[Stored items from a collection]
--*--

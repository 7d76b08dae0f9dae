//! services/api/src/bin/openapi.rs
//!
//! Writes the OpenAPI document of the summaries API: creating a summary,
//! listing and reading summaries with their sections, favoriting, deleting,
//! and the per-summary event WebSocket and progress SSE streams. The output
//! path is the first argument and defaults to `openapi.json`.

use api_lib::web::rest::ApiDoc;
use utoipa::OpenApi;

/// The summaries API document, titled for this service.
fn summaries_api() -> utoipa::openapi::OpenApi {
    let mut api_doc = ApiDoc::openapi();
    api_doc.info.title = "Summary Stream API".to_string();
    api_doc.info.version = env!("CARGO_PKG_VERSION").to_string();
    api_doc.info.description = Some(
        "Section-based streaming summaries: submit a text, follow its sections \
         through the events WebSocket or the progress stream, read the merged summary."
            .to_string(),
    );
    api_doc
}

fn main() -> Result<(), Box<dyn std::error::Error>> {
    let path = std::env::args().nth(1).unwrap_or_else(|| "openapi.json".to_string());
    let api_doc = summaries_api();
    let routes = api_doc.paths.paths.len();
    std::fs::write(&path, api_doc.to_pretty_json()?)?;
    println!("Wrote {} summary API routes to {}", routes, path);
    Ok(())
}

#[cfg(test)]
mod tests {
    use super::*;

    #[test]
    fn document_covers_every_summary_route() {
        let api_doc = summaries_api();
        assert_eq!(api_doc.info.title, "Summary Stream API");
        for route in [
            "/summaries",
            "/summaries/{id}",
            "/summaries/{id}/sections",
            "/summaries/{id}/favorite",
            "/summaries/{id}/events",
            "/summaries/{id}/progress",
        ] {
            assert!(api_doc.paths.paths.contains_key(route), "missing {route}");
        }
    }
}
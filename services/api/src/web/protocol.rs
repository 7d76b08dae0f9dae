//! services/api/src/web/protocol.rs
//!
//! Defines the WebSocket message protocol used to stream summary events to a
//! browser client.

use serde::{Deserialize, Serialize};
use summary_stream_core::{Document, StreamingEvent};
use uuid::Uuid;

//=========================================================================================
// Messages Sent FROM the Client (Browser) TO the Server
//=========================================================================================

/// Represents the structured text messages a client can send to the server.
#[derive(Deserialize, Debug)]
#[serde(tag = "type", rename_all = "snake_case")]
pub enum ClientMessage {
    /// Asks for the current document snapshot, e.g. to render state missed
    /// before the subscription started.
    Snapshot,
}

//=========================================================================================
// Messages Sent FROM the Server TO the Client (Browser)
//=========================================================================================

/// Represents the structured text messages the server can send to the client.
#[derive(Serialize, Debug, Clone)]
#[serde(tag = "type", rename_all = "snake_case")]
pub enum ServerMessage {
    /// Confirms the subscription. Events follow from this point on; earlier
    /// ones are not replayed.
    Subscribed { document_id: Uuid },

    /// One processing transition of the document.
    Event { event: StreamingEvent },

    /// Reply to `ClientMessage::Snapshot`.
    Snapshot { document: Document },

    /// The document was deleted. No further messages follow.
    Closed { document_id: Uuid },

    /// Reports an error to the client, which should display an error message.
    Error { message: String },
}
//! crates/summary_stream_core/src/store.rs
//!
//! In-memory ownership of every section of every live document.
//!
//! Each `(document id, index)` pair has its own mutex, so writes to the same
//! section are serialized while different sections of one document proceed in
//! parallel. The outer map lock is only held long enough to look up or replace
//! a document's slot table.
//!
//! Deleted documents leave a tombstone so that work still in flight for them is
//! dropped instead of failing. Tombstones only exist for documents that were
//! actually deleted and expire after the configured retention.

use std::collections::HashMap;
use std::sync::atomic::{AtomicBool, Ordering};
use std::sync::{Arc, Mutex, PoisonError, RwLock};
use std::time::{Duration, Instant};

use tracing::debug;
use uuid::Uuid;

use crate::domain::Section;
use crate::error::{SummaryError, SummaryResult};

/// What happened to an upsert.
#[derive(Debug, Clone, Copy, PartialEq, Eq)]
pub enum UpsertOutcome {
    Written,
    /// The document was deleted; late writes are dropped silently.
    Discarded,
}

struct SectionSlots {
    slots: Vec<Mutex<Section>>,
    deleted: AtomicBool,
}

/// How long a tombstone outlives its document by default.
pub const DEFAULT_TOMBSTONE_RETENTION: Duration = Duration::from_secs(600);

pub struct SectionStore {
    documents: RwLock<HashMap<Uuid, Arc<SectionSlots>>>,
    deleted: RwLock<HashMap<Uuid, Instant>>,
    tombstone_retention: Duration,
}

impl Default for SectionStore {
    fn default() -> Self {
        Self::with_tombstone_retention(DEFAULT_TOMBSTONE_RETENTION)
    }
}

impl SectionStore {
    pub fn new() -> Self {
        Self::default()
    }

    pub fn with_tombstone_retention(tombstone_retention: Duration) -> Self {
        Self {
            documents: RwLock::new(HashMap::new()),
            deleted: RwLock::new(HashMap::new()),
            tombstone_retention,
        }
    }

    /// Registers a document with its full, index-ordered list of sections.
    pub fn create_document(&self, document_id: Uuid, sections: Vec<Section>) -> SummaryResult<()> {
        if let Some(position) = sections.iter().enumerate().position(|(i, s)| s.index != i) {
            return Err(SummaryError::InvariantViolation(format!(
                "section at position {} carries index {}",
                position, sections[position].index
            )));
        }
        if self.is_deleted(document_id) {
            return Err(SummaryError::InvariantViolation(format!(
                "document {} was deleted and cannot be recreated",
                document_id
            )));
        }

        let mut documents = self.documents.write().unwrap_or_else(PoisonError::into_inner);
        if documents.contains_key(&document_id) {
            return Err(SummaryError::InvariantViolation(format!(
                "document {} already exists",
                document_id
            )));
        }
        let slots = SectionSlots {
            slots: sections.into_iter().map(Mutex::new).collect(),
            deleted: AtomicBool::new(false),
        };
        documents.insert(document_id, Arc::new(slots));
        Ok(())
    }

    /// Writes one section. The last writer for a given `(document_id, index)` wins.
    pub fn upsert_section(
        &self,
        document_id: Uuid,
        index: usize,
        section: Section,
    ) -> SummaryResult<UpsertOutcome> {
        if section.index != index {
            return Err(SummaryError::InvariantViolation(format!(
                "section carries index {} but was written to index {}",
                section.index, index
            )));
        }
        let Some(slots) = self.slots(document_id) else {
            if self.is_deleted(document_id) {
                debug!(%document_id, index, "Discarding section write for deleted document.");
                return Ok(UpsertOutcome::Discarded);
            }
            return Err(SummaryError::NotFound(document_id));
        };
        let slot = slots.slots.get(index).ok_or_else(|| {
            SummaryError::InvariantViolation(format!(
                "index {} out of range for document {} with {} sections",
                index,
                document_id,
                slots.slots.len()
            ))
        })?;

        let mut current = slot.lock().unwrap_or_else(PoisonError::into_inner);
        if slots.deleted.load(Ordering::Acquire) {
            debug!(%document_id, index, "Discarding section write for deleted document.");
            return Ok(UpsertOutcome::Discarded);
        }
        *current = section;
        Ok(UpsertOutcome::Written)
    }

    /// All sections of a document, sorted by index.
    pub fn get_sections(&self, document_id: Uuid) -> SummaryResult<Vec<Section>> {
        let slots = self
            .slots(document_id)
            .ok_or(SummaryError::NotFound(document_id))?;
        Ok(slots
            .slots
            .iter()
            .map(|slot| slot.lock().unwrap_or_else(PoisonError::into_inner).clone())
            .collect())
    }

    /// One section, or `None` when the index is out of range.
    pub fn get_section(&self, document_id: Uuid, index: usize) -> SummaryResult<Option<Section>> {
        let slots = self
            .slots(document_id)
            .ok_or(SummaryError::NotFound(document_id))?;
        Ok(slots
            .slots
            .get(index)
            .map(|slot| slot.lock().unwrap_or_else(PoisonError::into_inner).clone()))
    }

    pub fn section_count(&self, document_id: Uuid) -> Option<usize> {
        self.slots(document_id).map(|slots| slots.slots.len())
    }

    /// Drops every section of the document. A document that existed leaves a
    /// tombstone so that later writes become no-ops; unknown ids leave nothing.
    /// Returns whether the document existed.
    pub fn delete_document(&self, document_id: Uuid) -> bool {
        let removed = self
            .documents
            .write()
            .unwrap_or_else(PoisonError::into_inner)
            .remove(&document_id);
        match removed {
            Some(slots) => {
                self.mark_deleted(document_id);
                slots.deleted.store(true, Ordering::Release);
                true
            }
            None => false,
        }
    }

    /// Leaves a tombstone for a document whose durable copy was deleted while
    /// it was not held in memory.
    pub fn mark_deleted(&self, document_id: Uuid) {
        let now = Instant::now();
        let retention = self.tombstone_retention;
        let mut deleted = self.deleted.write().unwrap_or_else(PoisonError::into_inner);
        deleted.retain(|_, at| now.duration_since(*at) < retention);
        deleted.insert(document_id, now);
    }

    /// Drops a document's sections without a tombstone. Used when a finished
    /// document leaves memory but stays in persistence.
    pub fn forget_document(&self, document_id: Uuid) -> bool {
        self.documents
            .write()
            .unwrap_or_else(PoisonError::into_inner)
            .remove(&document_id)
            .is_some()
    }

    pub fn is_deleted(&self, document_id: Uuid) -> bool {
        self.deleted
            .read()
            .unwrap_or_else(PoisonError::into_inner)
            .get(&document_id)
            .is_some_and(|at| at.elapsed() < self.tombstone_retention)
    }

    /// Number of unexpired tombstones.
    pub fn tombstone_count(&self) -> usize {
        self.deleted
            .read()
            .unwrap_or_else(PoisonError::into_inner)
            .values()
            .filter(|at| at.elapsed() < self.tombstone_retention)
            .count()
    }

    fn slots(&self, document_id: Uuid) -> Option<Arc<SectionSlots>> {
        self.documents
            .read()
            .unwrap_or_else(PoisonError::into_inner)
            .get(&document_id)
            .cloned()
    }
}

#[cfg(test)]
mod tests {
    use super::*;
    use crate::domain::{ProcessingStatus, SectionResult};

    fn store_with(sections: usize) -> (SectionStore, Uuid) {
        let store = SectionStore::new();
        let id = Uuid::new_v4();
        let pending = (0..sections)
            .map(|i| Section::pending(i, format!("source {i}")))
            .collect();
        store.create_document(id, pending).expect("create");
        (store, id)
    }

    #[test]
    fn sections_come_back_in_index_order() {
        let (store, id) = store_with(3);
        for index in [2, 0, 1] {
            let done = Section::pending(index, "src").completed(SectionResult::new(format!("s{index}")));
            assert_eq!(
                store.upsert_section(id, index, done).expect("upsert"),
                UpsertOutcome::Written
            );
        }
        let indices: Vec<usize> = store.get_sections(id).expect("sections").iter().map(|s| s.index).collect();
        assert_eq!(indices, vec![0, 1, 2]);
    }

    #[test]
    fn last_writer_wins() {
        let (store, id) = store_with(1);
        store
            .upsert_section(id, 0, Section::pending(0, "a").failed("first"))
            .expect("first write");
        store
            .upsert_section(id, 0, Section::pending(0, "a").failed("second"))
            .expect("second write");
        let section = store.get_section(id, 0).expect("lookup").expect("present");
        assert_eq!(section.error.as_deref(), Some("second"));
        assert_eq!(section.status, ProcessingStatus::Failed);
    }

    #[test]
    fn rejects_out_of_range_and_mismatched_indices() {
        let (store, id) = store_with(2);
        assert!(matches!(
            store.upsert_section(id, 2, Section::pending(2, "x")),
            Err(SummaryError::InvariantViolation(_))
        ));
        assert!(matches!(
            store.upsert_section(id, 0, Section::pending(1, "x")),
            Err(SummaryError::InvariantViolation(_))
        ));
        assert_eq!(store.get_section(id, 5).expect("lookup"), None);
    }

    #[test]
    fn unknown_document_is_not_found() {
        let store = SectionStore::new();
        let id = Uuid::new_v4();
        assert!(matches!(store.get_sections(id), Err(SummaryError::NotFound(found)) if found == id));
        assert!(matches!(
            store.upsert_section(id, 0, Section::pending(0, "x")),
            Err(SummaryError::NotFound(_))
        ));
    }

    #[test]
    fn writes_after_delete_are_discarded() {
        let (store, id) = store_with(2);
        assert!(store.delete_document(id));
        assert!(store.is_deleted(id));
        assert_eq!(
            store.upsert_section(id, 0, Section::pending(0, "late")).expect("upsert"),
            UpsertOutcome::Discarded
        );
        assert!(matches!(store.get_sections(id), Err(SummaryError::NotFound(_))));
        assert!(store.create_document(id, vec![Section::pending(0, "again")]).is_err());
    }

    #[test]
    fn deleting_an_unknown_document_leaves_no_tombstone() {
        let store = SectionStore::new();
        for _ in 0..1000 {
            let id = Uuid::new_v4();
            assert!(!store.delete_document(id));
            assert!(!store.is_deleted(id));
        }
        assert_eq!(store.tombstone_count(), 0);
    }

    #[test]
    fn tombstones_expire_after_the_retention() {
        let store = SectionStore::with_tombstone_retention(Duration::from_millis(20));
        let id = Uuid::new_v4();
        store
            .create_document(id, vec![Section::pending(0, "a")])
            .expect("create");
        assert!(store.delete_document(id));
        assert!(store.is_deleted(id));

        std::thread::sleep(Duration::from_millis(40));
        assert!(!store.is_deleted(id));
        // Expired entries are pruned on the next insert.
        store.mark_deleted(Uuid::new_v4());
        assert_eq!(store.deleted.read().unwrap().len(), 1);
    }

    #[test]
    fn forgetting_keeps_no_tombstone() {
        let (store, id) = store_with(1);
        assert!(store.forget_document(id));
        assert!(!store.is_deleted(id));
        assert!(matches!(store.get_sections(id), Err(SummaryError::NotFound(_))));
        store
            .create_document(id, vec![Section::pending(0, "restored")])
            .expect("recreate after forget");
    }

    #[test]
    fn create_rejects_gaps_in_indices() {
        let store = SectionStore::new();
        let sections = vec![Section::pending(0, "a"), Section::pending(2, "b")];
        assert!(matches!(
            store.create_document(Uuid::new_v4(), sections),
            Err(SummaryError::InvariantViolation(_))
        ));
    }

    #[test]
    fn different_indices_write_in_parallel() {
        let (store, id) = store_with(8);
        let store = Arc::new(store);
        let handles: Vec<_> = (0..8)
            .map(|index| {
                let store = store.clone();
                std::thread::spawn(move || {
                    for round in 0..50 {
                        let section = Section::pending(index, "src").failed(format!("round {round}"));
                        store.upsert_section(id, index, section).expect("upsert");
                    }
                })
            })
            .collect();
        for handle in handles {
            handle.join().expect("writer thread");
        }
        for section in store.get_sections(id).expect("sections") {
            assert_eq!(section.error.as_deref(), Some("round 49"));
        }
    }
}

--*--

Description of the task. Only the lines above that include the word "lookup" belong in the answer; copy each one.

Written solution.
        let section = store.get_section(id, 0).expect("lookup").expect("present");
        assert_eq!(store.get_section(id, 5).expect("lookup"), None);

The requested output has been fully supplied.